_Information:_
○ ○ ○ ○ ○

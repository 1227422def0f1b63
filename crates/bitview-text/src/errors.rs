//! Error type for text parsing and partial updates.

use bitview::WriteError;
use thiserror::Error;

/// Errors produced while parsing the text notation or applying it to a view.
///
/// Parse-phase variants carry the byte offset into the input where the
/// problem was found. Apply-phase variants name the offending field instead:
/// by then the input has already been fully parsed.
#[derive(Debug, Clone, PartialEq, Eq, Error)]
pub enum TextError {
    #[error("unexpected character `{ch}` at byte {at}")]
    UnexpectedChar { at: usize, ch: char },
    #[error("unexpected end of input")]
    UnexpectedEnd,
    #[error("unexpected token at byte {0}")]
    UnexpectedToken(usize),
    #[error("integer literal at byte {0} does not fit in 64 bits")]
    NumberOverflow(usize),
    #[error("trailing input at byte {0}")]
    TrailingInput(usize),
    #[error("unknown field `{0}`")]
    UnknownField(String),
    #[error("`{value}` is not an enum name for field `{field}`")]
    UnknownEnumName { field: String, value: String },
    #[error("field `{0}` expects an object")]
    ExpectedObject(String),
    #[error("field `{0}` expects an array")]
    ExpectedArray(String),
    #[error("field `{0}` expects a plain value")]
    ExpectedScalar(String),
    #[error("too many elements for array field `{0}`")]
    TooManyElements(String),
    #[error("cannot update field `{field}`: {source}")]
    Write {
        field: String,
        #[source]
        source: WriteError,
    },
}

○ ○ ○ ○ ○

_What you have to do:_ Tally every line of the data that includes "String". Report the number and nothing more.

_Solution for this problem:_ 7